* _Work request_: Nothing outside the stretch is wanted. Repeat exactly the lines of the listing below from the one that contains "builder = metrics_exporter_prometheus::PrometheusBuilder::new();" through the one that contains "Ok(_) => tracing::info!(addr", both ends included.

* _Information shown_:

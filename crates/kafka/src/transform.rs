use serde_json::{json, Value as Json};
use tracing::debug;

use kspec_change::fields::NO_PREFERENCE;
use kspec_core::{ConfigError, Configuration, Resource};
use kspec_reconcile::{ReconciliationContext, Transformation};

use crate::keys;
use crate::topic::REPLICAS;

/// Raises `replicas` to `topic-min-replication-factor`. Topics without a replica count,
/// or with the `-1` sentinel, are left to the broker default.
#[derive(Debug, Default, Clone)]
pub struct TopicMinReplicasTransformation {
    min: Option<i64>,
}

impl TopicMinReplicasTransformation {
    pub fn new(min: i64) -> Self { Self { min: Some(min) } }
}

impl Transformation for TopicMinReplicasTransformation {
    fn name(&self) -> &str { "topic-min-replicas" }

    fn configure(&mut self, cfg: &Configuration) -> Result<(), ConfigError> {
        let min = cfg
            .get_u64(keys::TOPIC_MIN_REPLICATION_FACTOR)?
            .ok_or_else(|| ConfigError::missing(keys::TOPIC_MIN_REPLICATION_FACTOR, self.name()))?;
        self.min = Some(min as i64);
        Ok(())
    }

    fn transform(&self, mut resource: Resource, _ctx: &ReconciliationContext) -> Option<Resource> {
        let (Some(min), Some(current)) = (self.min, resource.spec.get(REPLICAS).and_then(Json::as_i64)) else {
            return Some(resource);
        };
        if current != NO_PREFERENCE && current < min {
            debug!(topic = %resource.name(), from = current, to = min, "kafka: raising replicas");
            if let Some(spec) = resource.spec.as_object_mut() { spec.insert(REPLICAS.to_string(), json!(min)); }
        }
        Some(resource)
    }
}

#[cfg(test)]
mod tests {
    use super::*;
    use crate::kinds;
    use kspec_core::ObjectMeta;

    fn replicas_after(t: &TopicMinReplicasTransformation, spec: Json) -> Option<Json> {
        let r = Resource::new(&kinds::topic(), ObjectMeta::named("t"), spec);
        t.transform(r, &ReconciliationContext::default()).and_then(|r| r.spec.get(REPLICAS).cloned())
    }

    #[test]
    fn raises_only_low_explicit_counts() {
        let mut t = TopicMinReplicasTransformation::default();
        t.configure(&Configuration::empty().with(keys::TOPIC_MIN_REPLICATION_FACTOR, 3)).unwrap();
        assert_eq!(replicas_after(&t, json!({ "replicas": 6 })), Some(json!(6)));
        assert_eq!(replicas_after(&t, json!({ "replicas": 1 })), Some(json!(3)));
        assert_eq!(replicas_after(&t, json!({ "replicas": -1 })), Some(json!(-1)));
        assert_eq!(replicas_after(&t, json!({ "partitions": 1 })), None);
    }

    #[test]
    fn requires_configuration() {
        let mut t = TopicMinReplicasTransformation::default();
        assert!(matches!(t.configure(&Configuration::empty()), Err(ConfigError::Missing { .. })));
        assert_eq!(replicas_after(&TopicMinReplicasTransformation::new(2), json!({ "replicas": 1 })), Some(json!(2)));
    }
}
use std::path::PathBuf;
use std::str::FromStr;
use std::sync::Arc;
use std::time::Instant;

use anyhow::{anyhow, bail, Context, Result};
use clap::{ArgAction, Args, Parser, Subcommand, ValueEnum};
use kspec_core::{Configuration, Resource};
use kspec_memory::{bootstrap, default_kinds, snapshot, MemoryBackend};
use kspec_reconcile::{ChangeResult, ChangeStatus, Reconciler, ReconciliationContext, ReconciliationMode, RunSummary};
use kspec_selector::{AggregateSelector, FieldSelector, Selector};
use serde::Serialize;
use tracing::{error, info, warn};

#[derive(Parser, Debug)]
#[command(name = "kspecctl", version, about = "Declarative Kafka resource reconciliation")]
struct Cli {
    /// Output format
    #[arg(short = 'o', long = "output", value_enum, global = true, default_value_t = Output::Human)]
    output: Output,

    #[command(subcommand)]
    command: Commands,
}

#[derive(Copy, Clone, Debug, Eq, PartialEq, ValueEnum)]
enum Output { Human, Json }

#[derive(Copy, Clone, Debug, Eq, PartialEq, ValueEnum)]
enum Mode { Full, Create, Update, Delete }

impl From<Mode> for ReconciliationMode {
    fn from(m: Mode) -> Self {
        match m {
            Mode::Full => ReconciliationMode::Full,
            Mode::Create => ReconciliationMode::Create,
            Mode::Update => ReconciliationMode::Update,
            Mode::Delete => ReconciliationMode::Delete,
        }
    }
}

#[derive(Args, Debug)]
struct RunArgs {
    /// Desired-state YAML files (multi-document)
    #[arg(short = 'f', long = "file", required = true)]
    files: Vec<PathBuf>,
    /// State file backing the in-memory backend
    #[arg(long = "state", env = "KSPEC_STATE", default_value = "kspec-state.yaml")]
    state: PathBuf,
    /// Selector expression, e.g. "metadata.labels.env IN (prod)"; repeatable
    #[arg(short = 's', long = "selector")]
    selectors: Vec<String>,
    /// Keep resources matching any selector instead of all of them
    #[arg(long = "any", action = ArgAction::SetTrue)]
    any: bool,
    /// Extension configuration, `key=value`; repeatable
    #[arg(long = "set")]
    set: Vec<String>,
    /// Delete resources present in the backend but absent from the files
    #[arg(long = "delete-orphans", action = ArgAction::SetTrue)]
    delete_orphans: bool,
    /// Upper bound on concurrently applied changes
    #[arg(long = "concurrency")]
    concurrency: Option<usize>,
}

#[derive(Subcommand, Debug)]
enum Commands {
    /// Show what would change, without applying anything
    Plan(RunArgs),
    /// Apply changes and write the resulting state back
    Apply {
        #[command(flatten)]
        run: RunArgs,
        #[arg(long = "mode", value_enum, default_value_t = Mode::Full)]
        mode: Mode,
        #[arg(long = "dry-run", action = ArgAction::SetTrue)]
        dry_run: bool,
    },
    /// List supported kinds and registered extensions
    Kinds,
}

fn init_tracing() {
    let env = std::env::var("KSPEC_LOG").unwrap_or_else(|_| "info".to_string());
    let filter = tracing_subscriber::EnvFilter::from_str(&env).unwrap_or_else(|_| tracing_subscriber::EnvFilter::new("info"));
    tracing_subscriber::fmt().with_env_filter(filter).with_target(true).with_writer(std::io::stderr).init();
}

fn init_metrics() {
    if let Ok(addr) = std::env::var("KSPEC_METRICS_ADDR") {
        if let Ok(sock) = addr.parse::<std::net::SocketAddr>() {
            let builder = metrics_exporter_prometheus::PrometheusBuilder::new();
            match builder.with_http_listener(sock).install() {
                Ok(_) => tracing::info!(addr = %addr, "Prometheus metrics exporter listening"),
                Err(e) => tracing::warn!(error = %e, "failed to install metrics exporter"),
            }
        } else {
            tracing::warn!(addr = %addr, "invalid KSPEC_METRICS_ADDR; expected host:port");
        }
    }
}

/// `KSPEC_*` environment, then `--set`, then dedicated flags.
fn configuration(args: &RunArgs) -> Result<Configuration> {
    let mut cfg = Configuration::from_env("KSPEC");
    for pair in args.set.iter() {
        let (k, v) = pair.split_once('=').ok_or_else(|| anyhow!("--set expects key=value, got '{}'", pair))?;
        let value = serde_json::from_str::<serde_json::Value>(v).unwrap_or_else(|_| serde_json::Value::String(v.to_string()));
        cfg = cfg.with(k.trim(), value);
    }
    if args.delete_orphans { cfg = cfg.with("delete-orphans", true); }
    if let Some(n) = args.concurrency { cfg = cfg.with("apply-concurrency", n as u64); }
    Ok(cfg)
}

fn selector(args: &RunArgs) -> Result<AggregateSelector> {
    if !args.any { return Ok(AggregateSelector::parse_all(&args.selectors)?); }
    let mut parsed: Vec<Arc<dyn Selector>> = Vec::new();
    for s in args.selectors.iter() { parsed.push(Arc::new(FieldSelector::parse(s)?)); }
    Ok(AggregateSelector::any(parsed))
}

fn load_desired(files: &[PathBuf]) -> Result<Vec<Resource>> {
    let mut out = Vec::new();
    for f in files.iter() { out.extend(snapshot::load_file(f)?); }
    Ok(out)
}

#[derive(Serialize)]
struct Report<'a> {
    summary: RunSummary,
    results: &'a [ChangeResult],
}

fn print_results(output: Output, results: &[ChangeResult]) -> Result<()> {
    let summary = RunSummary::of(results);
    match output {
        Output::Human => {
            for r in results.iter() {
                match &r.error {
                    Some(e) => println!("{:<8} {}  {}", r.status, r.description, e),
                    None => println!("{:<8} {}", r.status, r.description),
                }
            }
            println!("{}", summary);
        }
        Output::Json => println!("{}", serde_json::to_string_pretty(&Report { summary, results })?),
    }
    Ok(())
}

async fn run(args: RunArgs, mode: ReconciliationMode, dry_run: bool, output: Output) -> Result<()> {
    let t0 = Instant::now();
    let cfg = configuration(&args)?;
    let ctx = ReconciliationContext::new(cfg.clone()).dry_run(dry_run).with_selector(selector(&args)?);
    let desired = load_desired(&args.files)?;
    let backend = MemoryBackend::load(&args.state)?;
    let registry = bootstrap(&backend, &default_kinds(), &cfg)?;
    info!(resources = desired.len(), state = %args.state.display(), mode = %mode, dry_run, "run invoked");

    let results = Reconciler::new(Arc::new(registry)).reconcile(desired, mode, &ctx).await?;
    print_results(output, &results)?;

    if !dry_run {
        backend.save(&args.state).with_context(|| format!("saving state to {}", args.state.display()))?;
    }
    let failed = results.iter().filter(|r| r.status == ChangeStatus::Failed).count();
    info!(results = results.len(), failed, took_ms = %t0.elapsed().as_millis(), "run done");
    if failed > 0 {
        warn!(failed, "some changes failed");
        bail!("{} change(s) failed", failed);
    }
    Ok(())
}

#[tokio::main]
async fn main() -> Result<()> {
    init_tracing();
    init_metrics();
    let cli = Cli::parse();

    let outcome = match cli.command {
        Commands::Plan(args) => run(args, ReconciliationMode::Full, true, cli.output).await,
        Commands::Apply { run: args, mode, dry_run } => run(args, mode.into(), dry_run, cli.output).await,
        Commands::Kinds => {
            let registry = bootstrap(&MemoryBackend::new(), &default_kinds(), &Configuration::from_env("KSPEC"))?;
            match cli.output {
                Output::Human => {
                    for rt in default_kinds() { println!("{}", rt); }
                    for r in registry.registrations() {
                        let rt = r.resource_type.as_ref().map(|t| t.to_string()).unwrap_or_else(|| "*".to_string());
                        println!("  {:<14} {:<40} {}", r.capability, r.name, rt);
                    }
                }
                Output::Json => println!("{}", serde_json::to_string_pretty(registry.registrations())?),
            }
            Ok(())
        }
    };
    if let Err(e) = &outcome { error!(error = ?e, "kspecctl failed"); }
    outcome
}
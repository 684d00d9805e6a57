//! Configuration bag handed to extensions and to the controller.
//!
//! Keys are kebab-case (`delete-orphans`). Values are JSON so YAML/JSON documents and
//! environment overrides land in the same shape.

use serde::{Deserialize, Serialize};
use serde_json::{Map, Value as Json};

use crate::error::ConfigError;

pub const DELETE_ORPHANS: &str = "delete-orphans";
pub const CONFIG_DELETE_ORPHANS: &str = "config-delete-orphans";
pub const APPLY_CONCURRENCY: &str = "apply-concurrency";

pub const DEFAULT_APPLY_CONCURRENCY: u64 = 8;

#[derive(Debug, Clone, Default, PartialEq, Serialize, Deserialize)]
#[serde(transparent)]
pub struct Configuration {
    props: Map<String, Json>,
}

impl Configuration {
    pub fn empty() -> Self { Self::default() }

    pub fn from_map(props: Map<String, Json>) -> Self { Self { props } }

    /// Lift `PREFIX_SOME_KEY=value` environment variables into `some-key` properties.
    /// Values parse as JSON when possible (`true`, `3`), otherwise stay strings.
    pub fn from_env(prefix: &str) -> Self {
        Self::from_vars(prefix, std::env::vars())
    }

    pub fn from_vars<I: IntoIterator<Item = (String, String)>>(prefix: &str, vars: I) -> Self {
        let head = format!("{}_", prefix);
        let mut props = Map::new();
        for (k, v) in vars {
            let Some(rest) = k.strip_prefix(&head) else { continue };
            if rest.is_empty() { continue; }
            let key = rest.to_ascii_lowercase().replace('_', "-");
            let value = serde_json::from_str::<Json>(&v).unwrap_or(Json::String(v));
            props.insert(key, value);
        }
        Self { props }
    }

    pub fn with(mut self, key: &str, value: impl Into<Json>) -> Self {
        self.props.insert(key.to_string(), value.into());
        self
    }

    /// Properties of `other` win over ours.
    pub fn merge(&self, other: &Configuration) -> Configuration {
        let mut props = self.props.clone();
        for (k, v) in other.props.iter() { props.insert(k.clone(), v.clone()); }
        Self { props }
    }

    pub fn get(&self, key: &str) -> Option<&Json> { self.props.get(key) }

    pub fn contains(&self, key: &str) -> bool { self.props.contains_key(key) }

    pub fn get_bool(&self, key: &str) -> Result<Option<bool>, ConfigError> {
        match self.props.get(key) {
            None | Some(Json::Null) => Ok(None),
            Some(Json::Bool(b)) => Ok(Some(*b)),
            Some(Json::String(s)) => match s.trim().to_ascii_lowercase().as_str() {
                "true" | "1" | "yes" => Ok(Some(true)),
                "false" | "0" | "no" => Ok(Some(false)),
                _ => Err(ConfigError::invalid(key, format!("expected a boolean, got '{}'", s))),
            },
            Some(other) => Err(ConfigError::invalid(key, format!("expected a boolean, got {}", other))),
        }
    }

    pub fn get_u64(&self, key: &str) -> Result<Option<u64>, ConfigError> {
        match self.props.get(key) {
            None | Some(Json::Null) => Ok(None),
            Some(Json::Number(n)) => n
                .as_u64()
                .map(Some)
                .ok_or_else(|| ConfigError::invalid(key, format!("expected a non-negative integer, got {}", n))),
            Some(Json::String(s)) => s
                .trim()
                .parse::<u64>()
                .map(Some)
                .map_err(|_| ConfigError::invalid(key, format!("expected a non-negative integer, got '{}'", s))),
            Some(other) => Err(ConfigError::invalid(key, format!("expected an integer, got {}", other))),
        }
    }

    pub fn get_str(&self, key: &str) -> Option<&str> {
        self.props.get(key).and_then(|v| v.as_str())
    }

    /// Accepts a JSON array of strings or a comma separated string.
    pub fn get_string_list(&self, key: &str) -> Vec<String> {
        match self.props.get(key) {
            Some(Json::Array(items)) => items.iter().filter_map(|v| v.as_str().map(str::to_string)).collect(),
            Some(Json::String(s)) => s.split(',').map(|p| p.trim().to_string()).filter(|p| !p.is_empty()).collect(),
            _ => Vec::new(),
        }
    }

    pub fn delete_orphans(&self) -> Result<bool, ConfigError> {
        Ok(self.get_bool(DELETE_ORPHANS)?.unwrap_or(false))
    }

    pub fn apply_concurrency(&self) -> Result<usize, ConfigError> {
        let n = self.get_u64(APPLY_CONCURRENCY)?.unwrap_or(DEFAULT_APPLY_CONCURRENCY);
        Ok((n as usize).max(1))
    }
}

#[cfg(test)]
mod tests {
    use super::*;

    #[test]
    fn env_vars_become_kebab_case_props() {
        let vars = vec![
            ("KSPEC_DELETE_ORPHANS".to_string(), "true".to_string()),
            ("KSPEC_APPLY_CONCURRENCY".to_string(), "4".to_string()),
            ("KSPEC_TOPIC_NAME_REGEX".to_string(), "^[a-z]+$".to_string()),
            ("OTHER_DELETE_ORPHANS".to_string(), "false".to_string()),
        ];
        let cfg = Configuration::from_vars("KSPEC", vars);
        assert!(cfg.delete_orphans().unwrap());
        assert_eq!(cfg.apply_concurrency().unwrap(), 4);
        assert_eq!(cfg.get_str("topic-name-regex"), Some("^[a-z]+$"));
    }

    #[test]
    fn typed_getters_reject_garbage() {
        let cfg = Configuration::empty().with(DELETE_ORPHANS, "maybe").with(APPLY_CONCURRENCY, -1);
        assert!(matches!(cfg.delete_orphans(), Err(ConfigError::Invalid { .. })));
        assert!(cfg.apply_concurrency().is_err());
    }

    #[test]
    fn merge_prefers_other_and_defaults_apply() {
        let base = Configuration::empty().with(DELETE_ORPHANS, false).with("x", "a");
        let over = Configuration::empty().with(DELETE_ORPHANS, true);
        let merged = base.merge(&over);
        assert!(merged.delete_orphans().unwrap());
        assert_eq!(merged.get_str("x"), Some("a"));
        assert_eq!(Configuration::empty().apply_concurrency().unwrap(), 8);
        assert_eq!(
            Configuration::empty().with("clusters", "a, b,,c").get_string_list("clusters"),
            vec!["a", "b", "c"]
        );
    }
}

* _Answer space_:
            let builder = metrics_exporter_prometheus::PrometheusBuilder::new();
            match builder.with_http_listener(sock).install() {
                Ok(_) => tracing::info!(addr = %addr, "Prometheus metrics exporter listening"),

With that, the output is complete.